PE Flashcards
A 32 year old woman is receiving chemotherapy for breast cancer. On the fourth day of her hospitalisation she becomes acutely short of breath. Her T is 37.4, PR is 120, BP100/85, RR 32, sats 88%. How would you assess and manage her.
Impression
Given sudden onset respiratory compromise in setting of cancer and chemotherapy, I am most concerned about PE, this being a medical emergency warranting immediate assessment and management.
The patient has several risk factors for VTE and PE according to Virchow’s triad including; cancer, immobility, chemotherapy.
DDx to consider:
- Cardiac: ACS, dissection, etc (unlikely in absence of chest pain)
- Respiratory: infective (neutropenic sepsis, pneumonia), pneumothorax, atelectasis, COPD, asthma, anaphylaxis, foreign body inhalation
- Anxiety/panic attach
Goals
- MERT call, assemble team for A to E assessment and emergent management
- Utilise Wells criteria and diagnose with CT-PA or arterial chest if uncertain
- Emergent management with anticoagulation (heparin infusion), consider clot retrieval/thrombolysis if unstable.
PE - Assessment
Assessment
- MERT
- assemble team
A - patent, maintaining, likely no abnormality
B - RR, SP02 monitoring. Resp exam for area of reduced air entry, WOB assessment. administer supplemental 02 starting with Hudson mask and can escalate to bag + valve, consider intubation (pending GCS and response)
C - 2xIVC (for bloods and infusions), monitoring, initial bloods (VBG, FBC, coags, LFT), ABG for hypoxia - need CTPA/VQ for definitive diagnosis, CXR at bedside if not
D - GCS
Management stratified by type of PE;
massive: hypotenison and R heart strain
sub-massive, normotensive, R heart strain
other: normotensive, no R heart strain
Therefore, conduct clinical assessment to determine which of these is implicated.

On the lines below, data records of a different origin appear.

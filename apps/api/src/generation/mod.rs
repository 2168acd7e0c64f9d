// Workspace generation: résumé tailoring, application answers, job detail extraction.
// All model calls go through llm_client; no direct HTTP calls to the model API here.

pub mod answers;
pub mod handlers;
pub mod job_details;
pub mod prompts;
pub mod resume_input;
pub mod tailor;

Signs of right heart strain:
- clinical: Raised JVP, parasternal heaves, loud P2
- ecg: RBBB, sinus tachy, S1Q3T3
- Echo:
- biomarkers: elevated BNP and Trops
PE - History
History
- take concurrently with patient as available
- review notes; checking current management plan, any VTE prophylaxis that has been administered,
- Sx: chest pain, pleuritic, haemoptysis, calf tenderness/swelling, SOB, diaphoresis, etc
- RISKS: Virchow’s triad (stasis, endothelial injury, pro-thrombotic state)
- PMHx:
- Meds: COCP
PE - Examination
Examination
- General appearance + vitals (re-check, continuous monitoring)

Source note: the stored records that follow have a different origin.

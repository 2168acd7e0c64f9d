use axum::{
    extract::{Path, State},
    http::header,
    response::{Html, IntoResponse},
};
use chrono::Utc;

use crate::auth::extractors::CurrentUser;
use crate::errors::AppError;
use crate::export::{
    answers_file_name, answers_to_text, render_print_html, resume_file_name,
    MARKDOWN_CONTENT_TYPE, TEXT_CONTENT_TYPE,
};
use crate::state::AppState;

fn attachment(content_type: &'static str, file_name: String, body: String) -> impl IntoResponse {
    (
        [
            (header::CONTENT_TYPE, content_type.to_string()),
            (
                header::CONTENT_DISPOSITION,
                format!("attachment; filename=\"{file_name}\""),
            ),
        ],
        body,
    )
}

/// GET /api/v1/history/resumes/:id/download
pub async fn handle_download_resume(
    State(state): State<AppState>,
    CurrentUser(user): CurrentUser,
    Path(resume_id): Path<String>,
) -> Result<impl IntoResponse, AppError> {
    let history = state.store.get_history(&user.user_id).await;
    let entry = history
        .find_resume(&resume_id)
        .ok_or_else(|| AppError::NotFound(format!("Resume {resume_id} not found")))?;

    Ok(attachment(
        MARKDOWN_CONTENT_TYPE,
        resume_file_name(Utc::now()),
        entry.updated_resume_content.clone(),
    ))
}

/// GET /api/v1/history/resumes/:id/print
pub async fn handle_print_resume(
    State(state): State<AppState>,
    CurrentUser(user): CurrentUser,
    Path(resume_id): Path<String>,
) -> Result<Html<String>, AppError> {
    let history = state.store.get_history(&user.user_id).await;
    let entry = history
        .find_resume(&resume_id)
        .ok_or_else(|| AppError::NotFound(format!("Resume {resume_id} not found")))?;

    let html = render_print_html(entry)
        .map_err(|e| AppError::Internal(anyhow::anyhow!("Print template failed: {e}")))?;
    Ok(Html(html))
}

/// GET /api/v1/history/jobs/:job_id/answers/download
pub async fn handle_download_answers(
    State(state): State<AppState>,
    CurrentUser(user): CurrentUser,
    Path(job_id): Path<String>,
) -> Result<impl IntoResponse, AppError> {
    let history = state.store.get_history(&user.user_id).await;
    let answers: Vec<_> = history.answers_for_job(&job_id).collect();
    if answers.is_empty() {
        return Err(AppError::NotFound(format!("No answers for job {job_id}")));
    }

    Ok(attachment(
        TEXT_CONTENT_TYPE,
        answers_file_name(Utc::now()),
        answers_to_text(answers),
    ))
}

- Resp exam: air entry, WOB (Accessory muscles),
- Cardiac exam: tachycardia, elevated JVP
- Calf exam: swelling, tenderness, erythema
PE - Investigations
Investigations
- apply Wells Criteria for Pre-test probability of PE, investigate accordingly.
Key
- CTPA as per Wells
- D-Dimer as per Wells
- Bedside: ECG for s1Q3T3 or sinus tachy, other non-specific qrs/ST segment changes
- Bloods: FBC, CRP/ESR, trops, coags, UEC,
- Imaging: CXR for other respiratory pathology
PE - Management
Management
Definitive
Stratified based on whether stable or unstable, and massive vs sub-massive vs other.
- use enoxaparin in cancer patients as not enough evidence for warfarin or NOACS.
Stable
- Anticoagulation with SC enoxaparin/clexane/LMWH if really impaired (LMWH better in malignancy)
Unstable
- Anticoagulation +/- thrombolysis +/- embolectomy and anticoagulation (SC enoxaparin [clexane]).

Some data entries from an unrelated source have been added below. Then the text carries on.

//! Local store: the scoped key-value state a browser profile would hold.
//!
//! Session record, credential cache, endpoint override and the fallback
//! collections all live here. Values are JSON documents under `resumate_*` keys.

use std::sync::Arc;

use async_trait::async_trait;
use serde::{de::DeserializeOwned, Serialize};
use thiserror::Error;
use tokio::sync::Mutex;
use tracing::info;

pub mod file;
pub mod memory;
pub mod redis_kv;

pub use file::FileBackend;
pub use memory::MemoryBackend;
pub use redis_kv::RedisBackend;

/// Prefix shared by every key this service writes.
pub const KEY_PREFIX: &str = "resumate_";

pub const SESSION_KEY: &str = "resumate_session";
pub const AUTH_DB_KEY: &str = "resumate_auth_db";
pub const SCRIPT_URL_KEY: &str = "resumate_script_url";
pub const USERS_KEY: &str = "resumate_users";
pub const RESUMES_KEY: &str = "resumate_resumes";
pub const ANSWERS_KEY: &str = "resumate_answers";

#[derive(Debug, Error)]
pub enum LocalStoreError {
    #[error("I/O error: {0}")]
    Io(#[from] std::io::Error),

    #[error("Redis error: {0}")]
    Redis(#[from] redis::RedisError),

    #[error("Corrupt value under '{key}': {source}")]
    Corrupt {
        key: String,
        source: serde_json::Error,
    },

    #[error("Serialization error: {0}")]
    Serialize(#[from] serde_json::Error),
}

/// Raw string storage. Implementations own their own write serialization.
#[async_trait]
pub trait KeyValueBackend: Send + Sync {
    async fn get(&self, key: &str) -> Result<Option<String>, LocalStoreError>;
    async fn set(&self, key: &str, value: String) -> Result<(), LocalStoreError>;
    async fn remove(&self, key: &str) -> Result<(), LocalStoreError>;
    async fn keys(&self) -> Result<Vec<String>, LocalStoreError>;
}

/// Typed handle over a backend. Cheap to clone; every clone shares the backend
/// and the write lock.
///
/// Every write goes through `write_lock`, so a read-modify-write done with
/// [`LocalStore::update`] cannot interleave with any other write.
#[derive(Clone)]
pub struct LocalStore {
    backend: Arc<dyn KeyValueBackend>,
    write_lock: Arc<Mutex<()>>,
}

impl LocalStore {
    pub fn new(backend: Arc<dyn KeyValueBackend>) -> Self {
        Self {
            backend,
            write_lock: Arc::new(Mutex::new(())),
        }
    }

    pub fn in_memory() -> Self {
        Self::new(Arc::new(MemoryBackend::default()))
    }

    /// Opens the backend named by `location`: `memory`, a `redis://` URL, or a file path.
    pub async fn open(location: &str) -> anyhow::Result<Self> {
        if location == "memory" {
            info!("Local store: in-memory");
            return Ok(Self::in_memory());
        }
        if location.starts_with("redis://") || location.starts_with("rediss://") {
            let backend = RedisBackend::connect(location).await?;
            info!("Local store: redis");
            return Ok(Self::new(Arc::new(backend)));
        }
        let backend = FileBackend::open(location).await?;
        info!("Local store: file {location}");
        Ok(Self::new(Arc::new(backend)))
    }

    pub async fn get<T: DeserializeOwned>(&self, key: &str) -> Result<Option<T>, LocalStoreError> {
        match self.backend.get(key).await? {
            Some(raw) => serde_json::from_str(&raw)
                .map(Some)
                .map_err(|source| LocalStoreError::Corrupt {
                    key: key.to_string(),
                    source,
                }),
            None => Ok(None),
        }
    }

    /// Reads a collection, treating a missing key as empty.
    pub async fn get_list<T: DeserializeOwned>(&self, key: &str) -> Result<Vec<T>, LocalStoreError> {
        Ok(self.get::<Vec<T>>(key).await?.unwrap_or_default())
    }

    pub async fn set<T: Serialize + ?Sized>(&self, key: &str, value: &T) -> Result<(), LocalStoreError> {
        let raw = serde_json::to_string(value)?;
        let _guard = self.write_lock.lock().await;
        self.backend.set(key, raw).await
    }

    /// Reads the value under `key` (default when missing), applies `apply` and
    /// writes the result back, all under the write lock. Returns what `apply` returned.
    pub async fn update<T, R, F>(&self, key: &str, apply: F) -> Result<R, LocalStoreError>
    where
        T: DeserializeOwned + Serialize + Default,
        F: FnOnce(&mut T) -> R,
    {
        let _guard = self.write_lock.lock().await;
        let mut value: T = self.get(key).await?.unwrap_or_default();
        let result = apply(&mut value);
        let raw = serde_json::to_string(&value)?;
        self.backend.set(key, raw).await?;
        Ok(result)
    }

    pub async fn remove(&self, key: &str) -> Result<(), LocalStoreError> {
        let _guard = self.write_lock.lock().await;
        self.backend.remove(key).await
    }

    /// Drops every key owned by this service.
    pub async fn clear(&self) -> Result<(), LocalStoreError> {
        let _guard = self.write_lock.lock().await;
        for key in self.backend.keys().await? {
            if key.starts_with(KEY_PREFIX) {
                self.backend.remove(&key).await?;
            }
        }
        Ok(())
    }
}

- thrombolysis: streptokinase bolus + infusion, completed in conjunction with senior colleagues.
- check antiXa at 4 hours if LMWH, regular aPTT monitoring for UFH and follow local guidelines for therapeutic range.
Long-term
- if recurrent or ongoing elevated risk, then IVC filter.
- consider thrombophilia screen if suspicious
- ongoing anticoagulation and repeat imaging/investigations @3-6mnths to guide length of anticoagulation therapy.